Five-state lawsuit filed against Lumber Liquidators

HomeInside FCNewsFive-state lawsuit filed against Lumber Liquidators

Toano, Va.—Charging Lumber Liquidators with fraudulently selling composite flooring that contains excessive and unlawful levels of formaldehyde, purchasers filed a representative complaint in federal court on behalf of classes of consumers in five states: California, Florida, Illinois, New York and Texas.

The complaint, filed in the U.S. District Court for the Eastern District of Virginia on Sept. 11, alleges that Lumber Liquidators sold Chinese-manufactured flooring that contained high levels of formaldehyde without disclosing that to purchasers. Instead, Lumber Liquidators falsely labeled their products as meeting or exceeding California Air Resources Board (CARB) formaldehyde emissions standards. This composite laminate flooring was sold nationwide under the brand name Lumber Liquidators Dream Home.

“These consumers believed that the flooring they purchased and installed in their homes, including in their children’s bedrooms, met product safety standards,” said Steven J. Toll, an attorney for Cohen Milstein Sellers & Toll PLLC, which is representing the plaintiffs. “But independent testing found that the flooring was emitting levels of formaldehyde gas that exceeded emissions regulations.”

Formaldehyde, a common ingredient in the glue used in the base layer of composite laminate flooring, is often used to reduce manufacturing costs of that bottom layer.

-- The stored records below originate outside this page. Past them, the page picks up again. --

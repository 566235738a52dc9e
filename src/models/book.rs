//! Book model

use chrono::{DateTime, Utc};
use serde::{Deserialize, Serialize};
use sqlx::FromRow;
use utoipa::{IntoParams, ToSchema};
use uuid::Uuid;

use crate::{
    error::AppError,
    validation::{Field, FieldRules, Rule},
};

/// Book record
#[derive(Debug, Clone, PartialEq, Serialize, FromRow, ToSchema)]
pub struct Book {
    pub id: Uuid,
    pub title: String,
    pub author: String,
    pub description: String,
    pub cover_url: String,
    pub genre: String,
    pub isbn: String,
    /// Free-form publication date as entered by the user
    pub published_date: String,
    pub language: String,
    pub pages: i32,
    /// Whether the owner has read the book
    pub read: bool,
    #[serde(skip_serializing)]
    pub user_id: Uuid,
    pub created_at: DateTime<Utc>,
    pub updated_at: DateTime<Utc>,
}

/// Create book request
#[derive(Debug, Deserialize, ToSchema)]
pub struct CreateBook {
    #[serde(default)]
    pub title: String,
    #[serde(default)]
    pub author: String,
    #[serde(default)]
    pub description: String,
    #[serde(default)]
    pub cover_url: String,
    #[serde(default)]
    pub genre: String,
    #[serde(default)]
    pub isbn: String,
    #[serde(default)]
    pub published_date: String,
    #[serde(default)]
    pub language: String,
    #[serde(default)]
    pub pages: i32,
    #[serde(default)]
    pub read: bool,
}

impl CreateBook {
    pub fn into_book(self, id: Uuid, user_id: Uuid, now: DateTime<Utc>) -> Book {
        Book {
            id,
            title: self.title,
            author: self.author,
            description: self.description,
            cover_url: self.cover_url,
            genre: self.genre,
            isbn: self.isbn,
            published_date: self.published_date,
            language: self.language,
            pages: self.pages,
            read: self.read,
            user_id,
            created_at: now,
            updated_at: now,
        }
    }
}

impl FieldRules for CreateBook {
    fn fields(&self) -> Vec<Field<'_>> {
        vec![
            Field::text("title", &self.title, &[Rule::Required, Rule::Max(100)]),
            Field::text("author", &self.author, &[Rule::Required, Rule::Max(100)]),
            Field::text("description", &self.description, &[Rule::Max(1024)]),
            Field::text("cover_url", &self.cover_url, &[Rule::Max(512), Rule::Url]),
            Field::text("genre", &self.genre, &[Rule::Max(100)]),
            Field::text("isbn", &self.isbn, &[Rule::Max(20)]),
            Field::text("published_date", &self.published_date, &[Rule::Max(20)]),
            Field::text("language", &self.language, &[Rule::Max(10)]),
            Field::int("pages", self.pages as i64, &[Rule::Min(0)]),
        ]
    }
}

/// Update book request; only supplied fields change
#[derive(Debug, Default, Deserialize, ToSchema)]
pub struct UpdateBook {
    pub title: Option<String>,
    pub author: Option<String>,
    pub description: Option<String>,
    pub cover_url: Option<String>,
    pub genre: Option<String>,
    pub isbn: Option<String>,
    pub published_date: Option<String>,
    pub language: Option<String>,
    pub pages: Option<i32>,
    pub read: Option<bool>,
}

impl FieldRules for UpdateBook {
    fn fields(&self) -> Vec<Field<'_>> {
        vec![
            Field::optional_text("title", self.title.as_deref(), &[Rule::Required, Rule::Max(100)]),
            Field::optional_text("author", self.author.as_deref(), &[Rule::Required, Rule::Max(100)]),
            Field::optional_text("description", self.description.as_deref(), &[Rule::Max(1024)]),
            Field::optional_text("cover_url", self.cover_url.as_deref(), &[Rule::Max(512), Rule::Url]),
            Field::optional_text("genre", self.genre.as_deref(), &[Rule::Max(100)]),
            Field::optional_text("isbn", self.isbn.as_deref(), &[Rule::Max(20)]),
            Field::optional_text("published_date", self.published_date.as_deref(), &[Rule::Max(20)]),
            Field::optional_text("language", self.language.as_deref(), &[Rule::Max(10)]),
            Field::optional_int("pages", self.pages.map(i64::from), &[Rule::Min(0)]),
        ]
    }
}

/// Query parameters for listing books
#[derive(Debug, Default, Deserialize, IntoParams)]
pub struct BookQuery {
    /// Substring match, case-insensitive
    pub title: Option<String>,
    /// Substring match, case-insensitive
    pub author: Option<String>,
    pub genre: Option<String>,
    pub isbn: Option<String>,
    pub language: Option<String>,
    /// `true` or `false`
    pub read: Option<String>,
}

/// Normalized book filters handed to the repository
#[derive(Debug, Default, Clone, PartialEq, Eq)]
pub struct BookFilters {
    pub title: Option<String>,
    pub author: Option<String>,
    pub genre: Option<String>,
    pub isbn: Option<String>,
    pub language: Option<String>,
    pub read: Option<bool>,
}

impl TryFrom<BookQuery> for BookFilters {
    type Error = AppError;

    fn try_from(query: BookQuery) -> Result<Self, Self::Error> {
        let read = match non_empty(query.read) {
            Some(raw) => Some(parse_bool(&raw).ok_or_else(|| {
                AppError::BadRequest(format!("invalid value for read: {}", raw))
            })?),
            None => None,
        };

        Ok(Self {
            title: non_empty(query.title).map(|s| s.to_lowercase()),
            author: non_empty(query.author).map(|s| s.to_lowercase()),
            genre: non_empty(query.genre).map(|s| s.to_lowercase()),
            isbn: non_empty(query.isbn),
            language: non_empty(query.language).map(|s| s.to_lowercase()),
            read,
        })
    }
}

/// Trimmed value, or `None` when blank
pub(crate) fn non_empty(value: Option<String>) -> Option<String> {
    value
        .map(|s| s.trim().to_string())
        .filter(|s| !s.is_empty())
}

/// Boolean query values: `1 t T true TRUE True` and `0 f F false FALSE False`
pub(crate) fn parse_bool(raw: &str) -> Option<bool> {
    match raw {
        "1" | "t" | "T" | "true" | "TRUE" | "True" => Some(true),
        "0" | "f" | "F" | "false" | "FALSE" | "False" => Some(false),
        _ => None,
    }
}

Exposure to formaldehyde for periods as brief as 15 minutes has been known to cause respiratory irritation, headaches, coughing, dizziness, nausea and other symptoms. Chronic and long-term exposure to formaldehyde is linked to increased risk of various forms of cancer, including lung cancer and leukemia, and can aggravate asthma in formaldehyde-sensitive individuals.

The lawsuit charges that from October 2013 through November 2014 three accredited laboratories tested the formaldehyde emissions of laminate wood flooring from several nationwide retail outlets, including Home Depot, Lowe’s and Lumber Liquidators. Using testing methods consistent with CARB regulations and with CARB-recommended standard operating procedures, the laboratories found laminate flooring made in China and sold by Lumber Liquidators contained by far the highest levels of formaldehyde—on average, 23 times higher than U.S.-manufactured products. The levels were several times the maximum CARB limits and exceeded the standards set by the federal Toxic Substances Control Act.

The complaint will serve as a bellwether for the 134 cases sent to the U.S. District Court, Eastern District of Virginia, as part of Multi-District Litigation (MDL) against Lumber Liquidators. Plaintiffs seek restitution of money they spent on Lumber Liquidators flooring products plus damages.

This is the latest in a series of legal matters affecting Lumber Liquidators.

In May, Lumber Liquidators announced it was halting sales of all of its Chinese-made laminate flooring effective immediately. The move came amid dozens of lawsuits over the safety of the products, as well as looming criminal charges disclosed by the company concerning its foreign sourcing.

Last month, Lumber Liquidators disclosed in a regulatory filing that CARB found in preliminary testing that the laminate flooring it obtained in March contained levels of formaldehyde that exceeded the required limit.

The retailer is also facing criminal charges related to the import of certain wood products under the Lacey Act, which bans illegally sourced wood products. In 2013, federal agents raided the offices of Lumber Liquidators, investigating allegations that the company knowingly imported wood products illegally harvested in the Russian Far East.

That same year, the Environmental Investigation Agency released a report that detailed the extent and nature of illegal logging in the Russian Far East. It found that since the 2008 Lacey Act amendments became law, Lumber Liquidators has imported millions of square feet of solid oak flooring from a manufacturer that freely describes its own illegal logging practices and buys wood from suppliers that are under scrutiny by Russian authorities for illegal logging in the world’s most threatened temperate forest.